ASSIGNMENT »
In exact form, set down only those lines of the material that run from its first line to the line with "and the accessible", inclusive.

MATERIAL SHOWN »
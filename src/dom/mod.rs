//! Read-only view of a rendered page
//!
//! The analyzers never talk to a browser directly. They read a [`Document`]:
//! elements in document order, selector queries, computed style, element boxes
//! and the accessible stylesheet rules. [`Page`] is the one implementation,
//! built either from a live browser snapshot or from static HTML.

pub mod cascade;
mod page;

#[cfg(test)]
mod tests;

pub use page::Page;

use crate::error::Result;
use indexmap::IndexMap;
use serde::{Deserialize, Serialize};
use url::Url;

/// Handle to an element of a [`Document`], valid only for that document
#[derive(Debug, Clone, Copy, PartialEq, Eq, Hash, PartialOrd, Ord)]
pub struct NodeId(pub(crate) usize);

/// Width and height of a rendered box, in CSS pixels
#[derive(Debug, Clone, Copy, PartialEq, Default, Serialize, Deserialize)]
pub struct Size {
    pub width: f64,
    pub height: f64,
}

impl Size {
    pub fn new(width: f64, height: f64) -> Self {
        Self { width, height }
    }

    pub fn area(&self) -> f64 {
        self.width * self.height
    }

    /// Whether either side is under the given threshold
    pub fn is_smaller_than(&self, min: f64) -> bool {
        self.width < min || self.height < min
    }
}

/// The subset of an element's computed style the analyzers read
#[derive(Debug, Clone, Default, PartialEq, Serialize, Deserialize)]
#[serde(rename_all = "camelCase", default)]
pub struct ComputedStyle {
    pub background_color: String,
    pub background_image: String,
    pub color: String,
    pub border_top_color: String,
    pub border_top_width: String,
    pub font_family: String,
    pub font_size: String,
    pub font_weight: String,
    pub line_height: String,
}

impl ComputedStyle {
    /// Top border width in px, 0 when unset or not a px length
    pub fn border_top_width_px(&self) -> f64 {
        parse_px(&self.border_top_width).unwrap_or(0.0)
    }
}

/// A style rule from an accessible stylesheet
#[derive(Debug, Clone, Default, PartialEq, Serialize, Deserialize)]
pub struct StyleRule {
    /// Selector text as written in the stylesheet
    pub selector: String,

    /// Declared longhand properties, keyed by lowercase property name
    #[serde(default)]
    pub declarations: IndexMap<String, String>,
}

impl StyleRule {
    pub fn new(selector: impl Into<String>) -> Self {
        Self {
            selector: selector.into(),
            declarations: IndexMap::new(),
        }
    }

    /// Declared value of a property, if present and non-empty
    pub fn get(&self, property: &str) -> Option<&str> {
        self.declarations
            .get(property)
            .map(|v| v.trim())
            .filter(|v| !v.is_empty())
    }
}

/// Read-only access to a page's DOM and CSSOM
pub trait Document {
    /// Location the page was loaded from, used to resolve relative URLs
    fn location(&self) -> &Url;

    /// Every element, in document order
    fn elements(&self) -> Vec<NodeId>;

    /// All elements matching a CSS selector, in document order
    fn query_selector_all(&self, selector: &str) -> Result<Vec<NodeId>>;

    /// First element matching a CSS selector
    fn query_selector(&self, selector: &str) -> Result<Option<NodeId>> {
        Ok(self.query_selector_all(selector)?.into_iter().next())
    }

    /// The document element (`<html>`)
    fn root(&self) -> Option<NodeId>;

    /// The `<body>` element
    fn body(&self) -> Option<NodeId>;

    /// Lowercase tag name
    fn tag_name(&self, node: NodeId) -> String;

    fn attribute(&self, node: NodeId, name: &str) -> Option<String>;

    /// All attributes in source order, keyed by qualified name such as
    /// `xmlns:xlink`
    fn attributes(&self, node: NodeId) -> Vec<(String, String)>;

    fn classes(&self, node: NodeId) -> Vec<String>;

    /// Concatenated text of all descendant text nodes
    fn text_content(&self, node: NodeId) -> String;

    /// Whether the element has a non-blank text node as a direct child
    fn has_direct_text(&self, node: NodeId) -> bool;

    /// Serialized markup of the element's children
    fn inner_html(&self, node: NodeId) -> String;

    fn computed_style(&self, node: NodeId) -> &ComputedStyle;

    /// Rendered box size, when known
    fn rendered_size(&self, node: NodeId) -> Option<Size>;

    /// Intrinsic size of replaced content such as images, when known
    fn natural_size(&self, node: NodeId) -> Option<Size>;

    /// Rules of every stylesheet the page could read
    fn style_rules(&self) -> &[StyleRule];
}

/// CSS absolute length units and their size in px
const ABSOLUTE_UNITS: &[(&str, f64)] = &[
    ("px", 1.0),
    ("pt", 4.0 / 3.0),
    ("pc", 16.0),
    ("in", 96.0),
    ("cm", 96.0 / 2.54),
    ("mm", 96.0 / 25.4),
    ("q", 96.0 / 101.6),
];

/// Converts a length in an absolute unit (`px`, `pt`, `pc`, `in`, `cm`, `mm`,
/// `q`) to px. Bare numbers and relative units yield `None`.
pub fn parse_absolute_length(value: &str) -> Option<f64> {
    let value = value.trim().to_ascii_lowercase();
    ABSOLUTE_UNITS.iter().find_map(|(unit, factor)| {
        value
            .strip_suffix(unit)
            .and_then(|n| n.trim().parse::<f64>().ok())
            .filter(|n| n.is_finite())
            .map(|n| n * factor)
    })
}

/// Parses a `px` length (or a bare number) into CSS pixels
pub fn parse_px(value: &str) -> Option<f64> {
    let value = value.trim();
    let number = value.strip_suffix("px").unwrap_or(value).trim();
    number.parse::<f64>().ok().filter(|n| n.is_finite())
}
use super::*;

#[test]
fn test_to_hex_functional_syntaxes() {
    assert_eq!(to_hex("rgb(255, 0, 0)"), Some("#FF0000".to_string()));
    assert_eq!(to_hex("rgba(51, 102, 255, 0.5)"), Some("#3366FF".to_string()));
    assert_eq!(to_hex("rgb(51 102 255 / 50%)"), Some("#3366FF".to_string()));
    assert_eq!(to_hex("rgb(100%, 0%, 50%)"), Some("#FF0080".to_string()));
    assert_eq!(to_hex("hsl(0, 100%, 50%)"), Some("#FF0000".to_string()));
    assert_eq!(to_hex("hsl(120deg 100% 25%)"), Some("#008000".to_string()));
    assert_eq!(to_hex("hsla(240, 100%, 50%, 0.3)"), Some("#0000FF".to_string()));
    assert_eq!(to_hex("hsl(0.5turn, 100%, 50%)"), Some("#00FFFF".to_string()));
}

#[test]
fn test_to_hex_hex_and_named() {
    assert_eq!(to_hex("#36f"), Some("#3366FF".to_string()));
    assert_eq!(to_hex("#36fa"), Some("#3366FF".to_string()));
    assert_eq!(to_hex("#3366ff"), Some("#3366FF".to_string()));
    assert_eq!(to_hex("#3366FF80"), Some("#3366FF".to_string()));
    assert_eq!(to_hex("RebeccaPurple"), Some("#663399".to_string()));
    assert_eq!(to_hex("white"), Some("#FFFFFF".to_string()));
}

#[test]
fn test_to_hex_rejects_garbage_and_keywords() {
    assert_eq!(to_hex("transparent"), None);
    assert_eq!(to_hex("inherit"), None);
    assert_eq!(to_hex(""), None);
    assert_eq!(to_hex("#12345"), None);
    assert_eq!(to_hex("#GGGGGG"), None);
    assert_eq!(to_hex("rgb(1, 2)"), None);
    assert_eq!(to_hex("notacolor"), None);
    assert_eq!(to_hex("url(red.png)"), None);
}

#[test]
fn test_is_valid_color() {
    assert!(is_valid_color("rgb(0, 0, 0)"));
    assert!(is_valid_color("#fff"));
    assert!(is_valid_color("rgba(0, 0, 0, 0.4)"));
    assert!(!is_valid_color("transparent"));
    assert!(!is_valid_color("rgba(0, 0, 0, 0)"));
    assert!(!is_valid_color("rgb(0 0 0 / 0%)"));
    assert!(!is_valid_color("#00000000"));
    assert!(!is_valid_color("initial"));
    assert!(!is_valid_color("inherit"));
    assert!(!is_valid_color("  "));
}

#[test]
fn test_neutrality() {
    assert!(is_neutral("#808080"));
    assert!(is_neutral("#000000"));
    assert!(is_neutral("#FFFFFF"));
    assert!(is_neutral("#F5F5F0"));
    assert!(!is_neutral("#FF0000"));
    assert!(!is_neutral("#3366FF"));
    assert!(!is_neutral("not-hex"));
    assert_eq!(saturation("#000000"), Some(0.0));
}

#[test]
fn test_find_color_token() {
    assert_eq!(find_color_token("#3366FF"), Some("#3366FF".to_string()));
    assert_eq!(
        find_color_token("url(img/red.png) no-repeat rgb(1, 2, 3)"),
        Some("rgb(1, 2, 3)".to_string())
    );
    assert_eq!(find_color_token("1px solid red"), Some("red".to_string()));
    assert_eq!(find_color_token("transparent"), Some("transparent".to_string()));
    assert_eq!(find_color_token("none"), None);
    assert_eq!(find_color_token("url(blue.png) center"), None);
}
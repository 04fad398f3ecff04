use super::page;
use crate::analyzers::typography::{TypographyAnalyzer, normalize_line_height, primary_font};
use crate::config::TypographyConfig;
use crate::results::TypographyAnalysis;

#[cfg(test)]
mod tests {
    use super::*;

    fn typography(html: &str) -> TypographyAnalysis {
        let page = page(html);
        let config = TypographyConfig::default();
        TypographyAnalyzer::new(&page, &config).analyze().unwrap()
    }

    #[test]
    fn test_primary_font() {
        assert_eq!(primary_font(r#""Helvetica Neue", Arial, sans-serif"#), "Helvetica Neue");
        assert_eq!(primary_font("system-ui, Roboto, sans-serif"), "Roboto");
        assert_eq!(primary_font("'Segoe UI', Tahoma"), "Tahoma");
        assert_eq!(primary_font("serif"), "serif");
        assert_eq!(primary_font(""), "");
    }

    #[test]
    fn test_normalize_line_height() {
        assert_eq!(normalize_line_height("24px", "16px"), "1.50");
        assert_eq!(normalize_line_height("normal", "16px"), "1.2");
        assert_eq!(normalize_line_height("18pt", "16px"), "1.50");
        assert_eq!(normalize_line_height("1.5", "16px"), "1.5");
        assert_eq!(normalize_line_height("24px", "large"), "24px");
    }

    #[test]
    fn test_single_heading_only_appears_in_map() {
        let result = typography(
            r#"<html><body><h1 style="font-family: Georgia, serif">Welcome aboard</h1><p>Text</p></body></html>"#,
        );

        let headings = result.headings.expect("headings missing");
        assert_eq!(headings.keys().collect::<Vec<_>>(), vec!["h1"]);

        let h1 = &headings["h1"];
        assert_eq!(h1.style.font_family, "Georgia");
        assert_eq!(h1.style.font_size, "32px");
        assert_eq!(h1.style.font_weight, "700");
        assert_eq!(h1.style.line_height, "1.2");
        assert_eq!(h1.style.color.as_deref(), Some("#000000"));
        assert_eq!(h1.sample, "Welcome aboard");
    }

    #[test]
    fn test_headings_absent() {
        let result = typography("<html><body><p>Just text</p></body></html>");
        assert!(result.headings.is_none());
    }

    #[test]
    fn test_heading_map_is_in_tag_order_and_samples_first() {
        let long = "A heading that goes on and on well past the fifty character sample";
        let result = typography(&format!(
            "<html><body><h3>Third</h3><h2>{long}</h2><h1>First</h1><h1>Second h1</h1></body></html>"
        ));

        let headings = result.headings.unwrap();
        assert_eq!(headings.keys().collect::<Vec<_>>(), vec!["h1", "h2", "h3"]);
        assert_eq!(headings["h1"].sample, "First");
        assert_eq!(
            headings["h2"].sample,
            format!("{}...", &long[..50])
        );
    }

    #[test]
    fn test_font_ranking() {
        let result = typography(
            r#"<html><head></head><body style="font-family: Arial, sans-serif"><p>One</p><p>Two</p><p>Three <span style="font-family: 'Courier New', monospace">code</span></p></body></html>"#,
        );

        let fonts = result.font_families;
        assert_eq!(fonts.len(), 3);
        assert_eq!(fonts[0].name, "Arial");
        assert_eq!(fonts[0].usage, 67);
        assert_eq!(fonts[1].name, "Times New Roman");
        assert_eq!(fonts[1].usage, 17);
        assert_eq!(fonts[2].name, "Courier New");
        assert!(fonts.iter().all(|f| f.usage >= 1));
    }

    #[test]
    fn test_font_ranking_is_capped() {
        let spans: String = (0..15)
            .map(|i| format!(r#"<span style="font-family: Font{i}">x</span>"#))
            .collect();
        let page = page(&format!("<html><body>{spans}</body></html>"));
        let config = TypographyConfig::default();
        let fonts = TypographyAnalyzer::new(&page, &config).rank_font_families();

        assert_eq!(fonts.len(), 10);
        assert!(fonts.windows(2).all(|w| w[0].usage >= w[1].usage));
    }

    #[test]
    fn test_rare_fonts_are_dropped() {
        let paragraphs: String = (0..200).map(|_| "<p>text</p>").collect();
        let html = format!(
            r#"<html><body style="font-family: Inter">{paragraphs}<span style="font-family: Rare">r</span></body></html>"#
        );
        let fonts = typography(&html).font_families;

        assert!(fonts.iter().any(|f| f.name == "Inter"));
        assert!(fonts.iter().all(|f| f.name != "Rare"));
    }

    #[test]
    fn test_body_prefers_paragraph_with_own_text() {
        let result = typography(
            r#"<html><body style="font-size: 18px"><p style="font-size: 14px; line-height: 21px; color: #333">Body copy</p></body></html>"#,
        );

        assert_eq!(result.body.font_size, "14px");
        assert_eq!(result.body.line_height, "1.50");
        assert_eq!(result.body.color.as_deref(), Some("#333333"));
    }

    #[test]
    fn test_body_skips_candidates_without_direct_text() {
        let result = typography(
            r#"<html><body style="font-size: 18px"><p style="font-size: 12px"><span>nested</span></p> Loose text</body></html>"#,
        );

        assert_eq!(result.body.font_size, "18px");
    }

    #[test]
    fn test_body_falls_back_to_body_element() {
        let result = typography(
            r#"<html><body style="font-family: Verdana"><div><span>deep</span></div></body></html>"#,
        );

        assert_eq!(result.body.font_family, "Verdana");
    }
}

ANSWER TO THIS TASK »
filename src/dom/mod.rs
//! Read-only view of a rendered page
//!
//! The analyzers never talk to a browser directly. They read a [`Document`]:
//! elements in document order, selector queries, computed style, element boxes
//! and the accessible stylesheet rules. [`Page`] is the one implementation,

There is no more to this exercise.